Aspect Ratio: 2.39:1
Rating: R
Digital, Color, 103 mins

Synopsis: Tells the story of two unlikely friends an their attempt to take on Hollywood. (Source)

In the best way, The Room is a perfect blend of ego, unintentional hilarity and unbridled, honest ambition. It’s a film that needs no introduction amongst cinephiles far and wide, and is already one of cinema’s most infamous passion projects. Though its absolutely a horrible film, there’s no denying the oddball sincerity behind it, and going even further, there’s no denying the unwitting charm of its creator, Tommy Wiseau. Wiseau is immediately as inscrutable as his trash masterpiece, and through him, James Franco has struck gold with The Disaster Artist. Based on first-hand accounts of Wiseau stalwart Greg Sestero, Franco has created a loving tribute to Wiseau and his delightfully bizarre creation, exploring a timeless story about the promise of Hollywood glamour, and those that risk everything to bask in its fleeting light. If anything, this film is proof that even the most likely of films can find an audience, and that behind every “bad” film, are the hopes and dreams of a beating heart.

The story kicks off with Greg Sestero (Dave Franco), a young Hollywood hopeful who meets a mysterious man named Tommy Wiseau (James Franco) in an acting class. Sestero is immediately blown away by Wiseau’s courage (for the lack of a better word), literally throwing his entire body into an absurdly over-the-top, Tennessee Williams monologue. Soon after hitting it off, the two decide to move to Hollywood, eager to chase their dreams of stardom. While facing insurmountable odds at every turn, however, the Sestero and Wiseau decide to risk it all on a gamble – a self-funded film about two best friends and the woman that comes between them. Fueled by ambition and Wiseau’s mysteriously bottomless bank account, the two set off to make movie history – even if not in the ways they were intending.

At its best, Franco’s film transforms Wiseau and Sistero’s absurd story into a celebration of artistic purity, friendship and fandom. Though these ideas would be enough to center on individually, Franco’s film illustrates the way they feed off each other, especially when it comes to how films are created and consumed. It’s also a reminder of why art isn’t merely born, but the product of a number of variables. Luckily, the film keeps Wiseau’s mysteries intact, never seeking to demystify the enigma surrounding the director’s eccentricity, but instead making his story feel like one we’ve lived. Through this, Franco shows how art flourishes and thrives through those who devour it, all while keeping an endearing friendship at the fore. With Franco and co. embracing Wiseau’s larger-than-life persona, the film is a full-on riot from start to finish, charting hilarious pitfalls lined with emotional truth and an irresistible underdog story.

Disaster Artist review Dave Franco Seth RogenThough the cast is littered with an ensemble that brilliantly captures their real-life counterparts, its James Franco’s performance as Wiseau, that will go down in the books.
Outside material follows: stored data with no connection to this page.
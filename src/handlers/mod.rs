// One module per resource collection; routes are wired in `server.rs`
pub mod history;
pub mod root;
pub mod rules;
pub mod templates;
pub mod utils;
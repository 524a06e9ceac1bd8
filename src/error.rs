// HTTP API Error Types
use axum::{
    extract::rejection::{JsonRejection, QueryRejection},
    http::StatusCode,
    response::IntoResponse,
    Json,
};
use serde_json::{json, Value};
use std::collections::BTreeMap;

use crate::database::manager::DatabaseError;
use crate::database::record::RecordError;

/// HTTP API error with appropriate status codes and client-friendly messages
#[derive(Debug)]
pub enum ApiError {
    // 400 Bad Request
    BadRequest(String),
    ValidationError {
        message: String,
        field_errors: Option<BTreeMap<String, String>>,
    },
    InvalidJson(String),

    // 404 Not Found
    NotFound(String),

    // 500 Internal Server Error (upstream store failures, message passed through)
    InternalServerError(String),

    // 503 Service Unavailable
    ServiceUnavailable(String),
}

impl ApiError {
    /// Get HTTP status code
    pub fn status_code(&self) -> StatusCode {
        match self {
            ApiError::BadRequest(_) => StatusCode::BAD_REQUEST,
            ApiError::ValidationError { .. } => StatusCode::BAD_REQUEST,
            ApiError::InvalidJson(_) => StatusCode::BAD_REQUEST,
            ApiError::NotFound(_) => StatusCode::NOT_FOUND,
            ApiError::InternalServerError(_) => StatusCode::INTERNAL_SERVER_ERROR,
            ApiError::ServiceUnavailable(_) => StatusCode::SERVICE_UNAVAILABLE,
        }
    }

    pub fn message(&self) -> &str {
        match self {
            ApiError::BadRequest(msg) => msg,
            ApiError::ValidationError { message, .. } => message,
            ApiError::InvalidJson(msg) => msg,
            ApiError::NotFound(msg) => msg,
            ApiError::InternalServerError(msg) => msg,
            ApiError::ServiceUnavailable(msg) => msg,
        }
    }

    /// Get error code for client handling
    pub fn error_code(&self) -> &'static str {
        match self {
            ApiError::BadRequest(_) => "BAD_REQUEST",
            ApiError::ValidationError { .. } => "VALIDATION_ERROR",
            ApiError::InvalidJson(_) => "INVALID_JSON",
            ApiError::NotFound(_) => "NOT_FOUND",
            ApiError::InternalServerError(_) => "INTERNAL_SERVER_ERROR",
            ApiError::ServiceUnavailable(_) => "SERVICE_UNAVAILABLE",
        }
    }

    /// Convert to JSON response body
    pub fn to_json(&self) -> Value {
        let mut response = json!({
            "error": self.message(),
            "code": self.error_code()
        });

        if let ApiError::ValidationError {
            field_errors: Some(field_errors),
            ..
        } = self
        {
            response["field_errors"] = json!(field_errors);
        }

        response
    }
}

impl ApiError {
    pub fn bad_request(message: impl Into<String>) -> Self {
        ApiError::BadRequest(message.into())
    }

    pub fn validation_error(
        message: impl Into<String>,
        field_errors: Option<BTreeMap<String, String>>,
    ) -> Self {
        ApiError::ValidationError {
            message: message.into(),
            field_errors,
        }
    }

    pub fn invalid_json(message: impl Into<String>) -> Self {
        ApiError::InvalidJson(message.into())
    }

    pub fn not_found(message: impl Into<String>) -> Self {
        ApiError::NotFound(message.into())
    }

    pub fn internal_server_error(message: impl Into<String>) -> Self {
        ApiError::InternalServerError(message.into())
    }

    pub fn service_unavailable(message: impl Into<String>) -> Self {
        ApiError::ServiceUnavailable(message.into())
    }
}

impl From<RecordError> for ApiError {
    fn from(err: RecordError) -> Self {
        tracing::warn!("Rejected request body: {}", err);
        match err {
            RecordError::InvalidJson(msg) => ApiError::invalid_json(msg),
            RecordError::MissingRequiredFields { message, fields } => {
                let field_errors = fields
                    .into_iter()
                    .map(|field| (field, "This field is required".to_string()))
                    .collect();
                ApiError::validation_error(message, Some(field_errors))
            }
            RecordError::InvalidField { field, reason } => {
                let mut field_errors = BTreeMap::new();
                field_errors.insert(field, reason);
                ApiError::validation_error("Invalid field format", Some(field_errors))
            }
            RecordError::InvalidShape(msg) => ApiError::validation_error(msg, None),
        }
    }
}

impl From<DatabaseError> for ApiError {
    fn from(err: DatabaseError) -> Self {
        match err {
            DatabaseError::NotFound(msg) => ApiError::not_found(msg),
            other => {
                // Upstream failures are surfaced verbatim; no distinction by cause
                tracing::error!("Store error: {}", other);
                ApiError::internal_server_error(other.to_string())
            }
        }
    }
}

impl From<JsonRejection> for ApiError {
    fn from(rejection: JsonRejection) -> Self {
        ApiError::invalid_json(rejection.body_text())
    }
}

impl From<QueryRejection> for ApiError {
    fn from(rejection: QueryRejection) -> Self {
        ApiError::bad_request(rejection.body_text())
    }
}

impl std::fmt::Display for ApiError {
    fn fmt(&self, f: &mut std::fmt::Formatter<'_>) -> std::fmt::Result {
        write!(f, "{}", self.message())
    }
}

impl std::error::Error for ApiError {}

// Automatic HTTP response conversion for Axum
impl IntoResponse for ApiError {
    fn into_response(self) -> axum::response::Response {
        (self.status_code(), Json(self.to_json())).into_response()
    }
}
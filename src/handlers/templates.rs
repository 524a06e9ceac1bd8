use axum::{
    extract::{rejection::JsonRejection, Extension, Path},
    Json,
};
use serde_json::{json, Value};

use crate::database::models::{MatchTemplate, NewMatchTemplate};
use crate::database::{Record, StoreHandle};
use crate::error::ApiError;
use crate::middleware::{ApiResponse, ApiResult};

use super::utils::parse_record_id;

const REQUIRED_FIELDS: &[&str] = &["name", "title", "match_type"];

fn parse_template(payload: Value) -> Result<NewMatchTemplate, ApiError> {
    let record = Record::from_json(payload)?.strip_system_fields();
    record.require(REQUIRED_FIELDS, "Missing required template fields")?;
    Ok(record.into_model()?)
}

/// GET /api/templates
pub async fn list(
    Extension(StoreHandle(store)): Extension<StoreHandle>,
) -> ApiResult<Vec<MatchTemplate>> {
    let templates = store.list_templates().await?;
    Ok(ApiResponse::success(templates))
}

/// POST /api/templates
pub async fn create(
    Extension(StoreHandle(store)): Extension<StoreHandle>,
    payload: Result<Json<Value>, JsonRejection>,
) -> ApiResult<MatchTemplate> {
    let Json(payload) = payload?;
    let template = parse_template(payload)?;

    let created = store.insert_template(template).await?;
    tracing::info!("Created template {} ({})", created.id, created.fields.name);
    Ok(ApiResponse::created(created))
}

/// PUT /api/templates/:id - Full replacement, validated like create
pub async fn update(
    Extension(StoreHandle(store)): Extension<StoreHandle>,
    Path(id): Path<String>,
    payload: Result<Json<Value>, JsonRejection>,
) -> ApiResult<MatchTemplate> {
    let id = parse_record_id(&id)?;
    let Json(payload) = payload?;
    let template = parse_template(payload)?;

    let updated = store.update_template(id, template).await?;
    tracing::info!("Updated template {}", updated.id);
    Ok(ApiResponse::success(updated))
}

/// DELETE /api/templates/:id
pub async fn delete(
    Extension(StoreHandle(store)): Extension<StoreHandle>,
    Path(id): Path<String>,
) -> ApiResult<Value> {
    let id = parse_record_id(&id)?;
    store.delete_template(id).await?;
    tracing::info!("Deleted template {}", id);
    Ok(ApiResponse::success(json!({
        "success": true,
        "message": "Template deleted successfully"
    })))
}
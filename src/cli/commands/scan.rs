//! `live-catalog scan`: a one-shot reconciliation pass over one or more
//! roots, with no watcher left running afterward.

use std::path::PathBuf;
use std::sync::Arc;

use log::{info, warn};
use tokio::sync::Mutex;

use crate::db::Catalog;
use crate::error::CatalogEngineError;
use crate::reconcile::reconcile;
use crate::scan::ProjectPathScanner;

pub async fn run(
    catalog: Arc<Mutex<Catalog>>,
    roots: Vec<PathBuf>,
    force: bool,
) -> Result<usize, CatalogEngineError> {
    let scanner = ProjectPathScanner::new();
    let mut reconciled = 0usize;

    for root in roots {
        let paths = scanner.scan_directory(&root)?;
        info!("{}: {} project(s) found", root.display(), paths.len());
        for path in paths {
            let mut guard = catalog.lock().await;
            match reconcile(&mut guard, &path, force) {
                Ok(outcome) => {
                    info!("{}: {outcome:?}", path.display());
                    reconciled += 1;
                }
                Err(e) => warn!("{}: reconciliation failed: {e}", path.display()),
            }
        }
    }

    Ok(reconciled)
}
//! Installed-plugin overlay (C9): a read-only join against Ableton's own
//! plugin-scan database, used to annotate which catalog plugins are
//! currently installed on this machine.
//!
//! The overlay only ever reads; it never writes to Ableton's database, and
//! it depends on a single column contract (`plugins.name`) rather than the
//! full schema, since that schema is undocumented and has drifted across
//! Live versions.

use std::fs;
use std::path::{Path, PathBuf};

use rusqlite::Connection;

use crate::error::CatalogError;

/// Finds the most recently modified `.db` file directly under `dir` whose
/// filename contains `"plugins"`, case-insensitively, matching
/// `examples/UR91K-seula/src/utils/plugins.rs`'s own
/// `get_most_recent_plugins_db_file`.
pub fn most_recent_plugins_db_file(dir: &Path) -> Option<PathBuf> {
    most_recent_db_file(dir, Some("plugins"))
}

fn most_recent_db_file(dir: &Path, name_contains: Option<&str>) -> Option<PathBuf> {
    let entries = fs::read_dir(dir).ok()?;

    entries
        .filter_map(|entry| entry.ok())
        .map(|entry| entry.path())
        .filter(|path| path.extension().and_then(|e| e.to_str()) == Some("db"))
        .filter(|path| match name_contains {
            Some(needle) => path
                .file_name()
                .and_then(|n| n.to_str())
                .is_some_and(|name| name.to_lowercase().contains(needle)),
            None => true,
        })
        .filter_map(|path| {
            let modified = fs::metadata(&path).ok()?.modified().ok()?;
            Some((path, modified))
        })
        .max_by_key(|(_, modified)| *modified)
        .map(|(path, _)| path)
}

/// A read-only handle onto Ableton's plugin-scan database.
pub struct InstalledPluginsDb {
    conn: Connection,
}

impl InstalledPluginsDb {
    pub fn open(path: &Path) -> Result<Self, CatalogError> {
        let conn = Connection::open_with_flags(
            path,
            rusqlite::OpenFlags::SQLITE_OPEN_READ_ONLY,
        )?;
        Ok(Self { conn })
    }

    /// Every plugin name Ableton reports as scanned and enabled. Any schema
    /// drift beyond the `plugins(name, scanstate, enabled)` contract
    /// surfaces as a [`CatalogError::Sqlite`], not a panic.
    pub fn installed_plugin_names(&self) -> Result<Vec<String>, CatalogError> {
        let mut stmt = self.conn.prepare(
            "SELECT name FROM plugins WHERE scanstate = 1 AND enabled = 1 ORDER BY name",
        )?;
        let rows = stmt.query_map([], |row| row.get::<_, String>(0))?;
        rows.collect::<rusqlite::Result<Vec<_>>>()
            .map_err(CatalogError::from)
    }
}

#[cfg(test)]
mod tests {
    use super::*;
    use std::thread::sleep;
    use std::time::Duration;
    use tempfile::TempDir;

    #[test]
    fn most_recent_plugins_db_file_ignores_unrelated_dbs() {
        let dir = TempDir::new().unwrap();
        fs::write(dir.path().join("other.db"), b"").unwrap();
        sleep(Duration::from_millis(10));
        fs::write(dir.path().join("plugins-v1.db"), b"").unwrap();

        let found = most_recent_plugins_db_file(dir.path()).unwrap();
        assert_eq!(found.file_name().unwrap(), "plugins-v1.db");
    }

    #[test]
    fn most_recent_plugins_db_file_matches_case_insensitively() {
        let dir = TempDir::new().unwrap();
        fs::write(dir.path().join("Plugins-Cache.db"), b"").unwrap();

        let found = most_recent_plugins_db_file(dir.path()).unwrap();
        assert_eq!(found.file_name().unwrap(), "Plugins-Cache.db");
    }

    #[test]
    fn most_recent_plugins_db_file_picks_the_newest() {
        let dir = TempDir::new().unwrap();
        fs::write(dir.path().join("plugins-v1.db"), b"").unwrap();
        sleep(Duration::from_millis(10));
        fs::write(dir.path().join("plugins-v2.db"), b"").unwrap();

        let found = most_recent_plugins_db_file(dir.path()).unwrap();
        assert_eq!(found.file_name().unwrap(), "plugins-v2.db");
    }

    #[test]
    fn installed_plugin_names_filters_on_scanstate_and_enabled() {
        let dir = TempDir::new().unwrap();
        let db_path = dir.path().join("plugins-v1.db");
        let conn = Connection::open(&db_path).unwrap();
        conn.execute_batch(
            "CREATE TABLE plugins (name TEXT, scanstate INTEGER, enabled INTEGER);
             INSERT INTO plugins VALUES ('Serum', 1, 1);
             INSERT INTO plugins VALUES ('Disabled Thing', 1, 0);
             INSERT INTO plugins VALUES ('Unscanned Thing', 0, 1);",
        )
        .unwrap();
        drop(conn);

        let db = InstalledPluginsDb::open(&db_path).unwrap();
        let names = db.installed_plugin_names().unwrap();
        assert_eq!(names, vec!["Serum".to_string()]);
    }
}
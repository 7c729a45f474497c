//! `live-catalog show <identifier>`: a single project's full detail,
//! including its joined plugins and samples.

use crate::cli::output::{OutputFormat, TableDisplay};
use crate::db::Catalog;
use crate::error::CatalogEngineError;
use crate::query::project_view;

pub fn run(catalog: &Catalog, identifier: i64, format: OutputFormat) -> Result<String, CatalogEngineError> {
    match project_view(catalog, identifier)? {
        Some(view) => match format {
            OutputFormat::Json => Ok(serde_json::to_string_pretty(&view)
                .map_err(|e| CatalogEngineError::Config(e.to_string()))?),
            OutputFormat::Csv => Ok(vec![view]
                .to_csv()
                .map_err(|e| CatalogEngineError::Config(e.to_string()))?),
            OutputFormat::Table => Ok(format!(
                "{}\n  tempo: {:?}\n  key: {:?}\n  time signature: {:?}\n  plugins: {}\n  samples: {}",
                view.project.name,
                view.project.tempo,
                view.project.key,
                view.project.time_signature,
                view.plugins.len(),
                view.samples.len(),
            )),
        },
        None => Ok(format!("no project with identifier {identifier}")),
    }
}
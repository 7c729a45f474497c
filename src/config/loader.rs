//! Config file discovery (C11): `--config` flag, then `./config.toml`,
//! then `{USER_HOME}/.config/live-catalog/config.toml`. The first that
//! exists wins; if none exist, the caller falls back to built-in defaults.

use std::path::{Path, PathBuf};

pub fn find_config_file(explicit: Option<&Path>) -> Option<PathBuf> {
    if let Some(path) = explicit {
        if path.is_file() {
            return Some(path.to_path_buf());
        }
    }

    let cwd_candidate = PathBuf::from("config.toml");
    if cwd_candidate.is_file() {
        return Some(cwd_candidate);
    }

    let home = dirs::home_dir()?;
    let candidate = home.join(".config").join("live-catalog").join("config.toml");
    candidate.is_file().then_some(candidate)
}

#[cfg(test)]
mod tests {
    use super::*;
    use std::fs;
    use tempfile::TempDir;

    #[test]
    fn explicit_path_wins_when_it_exists() {
        let dir = TempDir::new().unwrap();
        let explicit = dir.path().join("custom.toml");
        fs::write(&explicit, b"").unwrap();
        assert_eq!(find_config_file(Some(&explicit)), Some(explicit));
    }

    #[test]
    fn explicit_path_is_skipped_when_missing() {
        let missing = Path::new("/does/not/exist/config.toml");
        // Falls through to cwd/home search; in a test sandbox neither is
        // likely to exist, so this should resolve to None rather than
        // panicking or erroring.
        let _ = find_config_file(Some(missing));
    }
}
As Wiseau, Franco is the film’s heart, and nothing would work without that spot-on lazy eye, vampiric black hair and slurred, inexplicable accent. Franco, like the film, plays things straight, giving us a character whose idiosyncrasies are relentlessly funny, but somehow still grounded in sincerity. It’s this fine balance that the film rests on, with Franco not just capturing the elusiveness of Wiseau’s idiosyncrasy, but also his audacity. On the other end, Dave Franco works great as Sestero, giving us a way into Wiseau’s world and selling the film’s sweet friendship in a way that really sticks.

The Disaster Artist’s secret weapon is its complete lack of cynicism. With its us-vs-them slant, the film is an irresistible look at taking fate into our own hands. It’s an admirable trait by any measure, finding heart through relentless laughs but siding with Wiseau to explore how his story is one that we’ve all gone through in one way or another. If you’re already a fan of The Room, then this film is a perfect companion piece, interlocking both thematically and narratively in clever ways. For the uninitiated, the film still captures the magic of films in general, how by nature, they’re a shared experience bigger than any one person, and with a life all their own.